▶ The task:
Find every line below with the word "total" in it, and copy each one.

▶ Extracted entries:
======

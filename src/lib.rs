//! # fillsplit
//!
//! Deterministic allocation of trade fills across accounts that should each
//! own a configured percentage of an asset.
//!
//! Every cycle takes three snapshots (the percentage split, the latest fill,
//! and the previous positions for the filled ticker) and produces new
//! per-account positions. Accounts already at or above their fair share are
//! left alone; the fill is spread over the accounts that are owed quantity.
//! The new positions always add up to exactly previous total + fill quantity.
//!
//! ## Quick Start
//!
//! ```
//! use fillsplit::{FillSnapshot, PreviousPositionSnapshot, SplitSnapshot, compute_allocation};
//!
//! let split: SplitSnapshot = [("A", "50%"), ("B", "30%"), ("C", "20%")].into_iter().collect();
//! let fill = FillSnapshot::new("AXA", "0.42$", 50);
//! let previous: PreviousPositionSnapshot =
//!     [("A", "40 AXA"), ("B", "30 AXA"), ("C", "30 AXA")].into_iter().collect();
//!
//! let position = compute_allocation(&split, &fill, Some(&previous)).unwrap();
//!
//! // C already holds its 20% of 150, so A and B absorb the whole fill.
//! assert_eq!(position.to_string(), "{A: 75 AXA, B: 45 AXA, C: 30 AXA}");
//! assert_eq!(position.total(), 150);
//! ```
//!
//! ## First Trade
//!
//! Without previous positions the fill is split proportionally:
//!
//! ```
//! use fillsplit::{FillSnapshot, SplitSnapshot, compute_allocation};
//!
//! let split: SplitSnapshot = [("A", "60%"), ("B", "40%")].into_iter().collect();
//! let position = compute_allocation(&split, &FillSnapshot::new("X", "1$", 100), None).unwrap();
//! assert_eq!(position.get("A"), Some(60));
//! assert_eq!(position.get("B"), Some(40));
//! ```
//!
//! ## Rounding
//!
//! Shares are rounded half away from zero. Drift between the rounded deltas
//! and the fill is removed from the largest deltas first, or handed out one
//! unit per account in ascending account order; see [`reconcile`](mod@reconcile).
//!
//! ## Errors
//!
//! | Kind | Raised when |
//! |------|-------------|
//! | `Parse` | a percentage, position, or fill value is malformed |
//! | `MissingInput` | the split or fill snapshot is unavailable at cycle start |
//! | `InconsistentState` | the fill cannot be allocated exactly |
//!
//! ```
//! use fillsplit::{ErrorKind, FillSnapshot, SplitSnapshot, compute_allocation};
//!
//! let split: SplitSnapshot = [("A", "60")].into_iter().collect();
//! let err = compute_allocation(&split, &FillSnapshot::new("X", "1$", 10), None).unwrap_err();
//! assert_eq!(err.kind(), ErrorKind::Parse);
//! ```

pub mod classify;
pub mod cycle;
mod engine;
mod error;
mod merge;
pub mod reconcile;
mod snapshot;
pub mod target;
mod types;

pub use classify::{Classification, classify};
pub use cycle::{CycleInputs, CycleObserver, CycleOutcome, CycleState, NoopObserver, run_cycle};
pub use engine::{allocate, allocate_first_trade, compute_allocation};
pub use error::{AllocationError, ErrorKind};
pub use merge::{FinalPosition, merge};
pub use reconcile::reconcile;
pub use snapshot::{
    Fill, FillSnapshot, PreviousPositionSnapshot, Split, SplitSnapshot, encode_position,
};
pub use target::{compute_targets, overall_quantity};
pub use types::{AccountId, Percent, Price, Quantities, Quantity};
//! Cycle driver: gather snapshots → run cycle → store → audit.
//!
//! This is the main workflow that ties together all components.

use std::path::Path;
use std::sync::Arc;
use std::sync::atomic::{AtomicBool, Ordering};

use fillsplit::{
    AllocationError, CycleInputs, CycleObserver, CycleOutcome, CycleState, FillSnapshot,
    FinalPosition, PreviousPositionSnapshot, Split, SplitSnapshot, compute_allocation, run_cycle,
};
use log::{debug, error, info, warn};
use rand::SeedableRng;
use rand::rngs::StdRng;

use crate::audit::{self, AuditLog};
use crate::config::Config;
use crate::error::{Error, Result};
use crate::feed::{
    FillFeeder, LatestSlot, SplitFeeder, sleep_unless_stopped, spawn_fill_feed, spawn_split_feed,
};
use crate::sink::PositionSink;

/// Options for a periodic run.
#[derive(Debug, Clone, Default)]
pub struct RunOptions {
    /// Stop after this many cycles. `None` runs until the stop flag is set.
    pub cycles: Option<u64>,
}

/// Tally of a finished run.
#[derive(Debug, Clone, Copy, Default, PartialEq, Eq)]
pub struct RunSummary {
    pub cycles: u64,
    pub done: u64,
    pub failed: u64,
}

/// Logs cycle transitions and failures for one cycle number.
struct CycleLogger {
    cycle: u64,
}

impl CycleObserver for CycleLogger {
    fn on_transition(&mut self, from: CycleState, to: CycleState) {
        debug!("cycle {}: {from} -> {to}", self.cycle);
    }

    fn on_split(&mut self, split: &Split) {
        let total = split.total_percent();
        if (total - 100.0).abs() > 1e-6 {
            warn!("cycle {}: split totals {total}% instead of 100%", self.cycle);
        }
    }

    fn on_failure(&mut self, error: &AllocationError) {
        warn!(
            "cycle {} failed with {}: {}",
            self.cycle,
            error.kind(),
            error.reason()
        );
    }
}

/// Read whatever the feeders and the sink currently hold.
///
/// Previous positions are looked up for the ticker of the current fill,
/// ignoring surrounding whitespace the same way fill parsing does.
pub fn gather_inputs(
    split: &LatestSlot<SplitSnapshot>,
    fill: &LatestSlot<FillSnapshot>,
    sink: &dyn PositionSink,
) -> CycleInputs {
    let split = split.latest();
    let fill = fill.latest();
    let previous = fill.as_ref().and_then(|f| sink.previous(f.ticker.trim()));
    CycleInputs {
        split,
        fill,
        previous,
    }
}

/// Run one numbered cycle: compute, store on success, and audit either way.
///
/// Allocation failures are part of the returned outcome; only audit I/O
/// errors are returned as `Err`.
pub fn execute_cycle(
    cycle: u64,
    inputs: &CycleInputs,
    sink: &mut dyn PositionSink,
    audit: &mut AuditLog,
) -> Result<CycleOutcome> {
    info!("cycle {cycle}: started");
    audit::log_cycle_started(audit, cycle)?;
    audit::log_inputs(audit, cycle, inputs)?;

    let outcome = run_cycle(inputs, &mut CycleLogger { cycle });
    match &outcome {
        CycleOutcome::Done(position) => {
            info!("cycle {cycle}: new position {position}");
            sink.store(position);
            audit::log_allocation(audit, cycle, position)?;
        }
        CycleOutcome::Failed(e) => {
            audit::log_cycle_failed(audit, cycle, e)?;
        }
    }
    Ok(outcome)
}

fn feeder_rng(seed: Option<u64>, stream: u64) -> StdRng {
    match seed {
        Some(seed) => StdRng::seed_from_u64(seed.wrapping_add(stream)),
        None => StdRng::from_entropy(),
    }
}

/// Start the feeders and drive cycles on the configured interval.
///
/// The first cycle runs one interval after start. Returns when `opts.cycles`
/// cycles have run or `stop` is set; feeder threads are stopped and joined
/// before returning.
pub fn run(
    config: &Config,
    opts: &RunOptions,
    sink: &mut dyn PositionSink,
    stop: Arc<AtomicBool>,
) -> Result<RunSummary> {
    let mut audit = AuditLog::open(&config.audit_path())?;
    audit.log_simple("run_started")?;

    let split_slot = LatestSlot::new();
    let fill_slot = LatestSlot::new();

    let split_feed = spawn_split_feed(
        SplitFeeder::new(config.split.clone(), feeder_rng(config.seed, 0)),
        split_slot.clone(),
        config.schedule.split_interval(),
        Arc::clone(&stop),
    )?;
    let fill_feed = spawn_fill_feed(
        FillFeeder::new(
            config.fill.clone(),
            &config.schedule,
            feeder_rng(config.seed, 1),
        ),
        fill_slot.clone(),
        Arc::clone(&stop),
    )?;

    info!(
        "Controller started: cycle every {:?}, audit at {}",
        config.schedule.cycle_interval(),
        config.audit_path().display()
    );

    let result = drive_cycles(
        config,
        opts,
        &split_slot,
        &fill_slot,
        sink,
        &mut audit,
        &stop,
    );

    stop.store(true, Ordering::Relaxed);
    for (name, handle) in [("split", split_feed), ("fill", fill_feed)] {
        if handle.join().is_err() {
            error!("{name} feeder thread panicked");
        }
    }

    let summary = result?;
    audit::log_run_completed(&mut audit, summary.cycles, summary.done, summary.failed)?;
    info!(
        "{} cycles, {} done, {} failed. Audit logged to {}",
        summary.cycles,
        summary.done,
        summary.failed,
        config.audit_path().display()
    );
    Ok(summary)
}

fn drive_cycles(
    config: &Config,
    opts: &RunOptions,
    split_slot: &LatestSlot<SplitSnapshot>,
    fill_slot: &LatestSlot<FillSnapshot>,
    sink: &mut dyn PositionSink,
    audit: &mut AuditLog,
    stop: &AtomicBool,
) -> Result<RunSummary> {
    let mut summary = RunSummary::default();
    while opts.cycles.is_none_or(|limit| summary.cycles < limit) {
        if !sleep_unless_stopped(stop, config.schedule.cycle_interval()) {
            break;
        }
        summary.cycles += 1;

        let inputs = gather_inputs(split_slot, fill_slot, sink);
        match execute_cycle(summary.cycles, &inputs, sink, audit)? {
            CycleOutcome::Done(_) => summary.done += 1,
            CycleOutcome::Failed(_) => summary.failed += 1,
        }
    }
    Ok(summary)
}

/// Compute one allocation from JSON files, without feeders or a sink.
pub fn allocate_from_files(
    split_path: &Path,
    fill_path: &Path,
    previous_path: Option<&Path>,
) -> Result<FinalPosition> {
    let split: SplitSnapshot = read_json(split_path)?;
    let fill: FillSnapshot = read_json(fill_path)?;
    let previous: Option<PreviousPositionSnapshot> = previous_path
        .map(read_json::<PreviousPositionSnapshot>)
        .transpose()?;

    Ok(compute_allocation(&split, &fill, previous.as_ref())?)
}

fn read_json<T: serde::de::DeserializeOwned>(path: &Path) -> Result<T> {
    let contents = std::fs::read_to_string(path).map_err(|e| Error::InputRead {
        path: path.to_path_buf(),
        source: e,
    })?;
    Ok(serde_json::from_str(&contents)?)
}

======

▶ Solution:
//! The new positions always add up to exactly previous total + fill quantity.
//! assert_eq!(position.total(), 150);
        let total = split.total_percent();
        if (total - 100.0).abs() > 1e-6 {
            warn!("cycle {}: split totals {total}% instead of 100%", self.cycle);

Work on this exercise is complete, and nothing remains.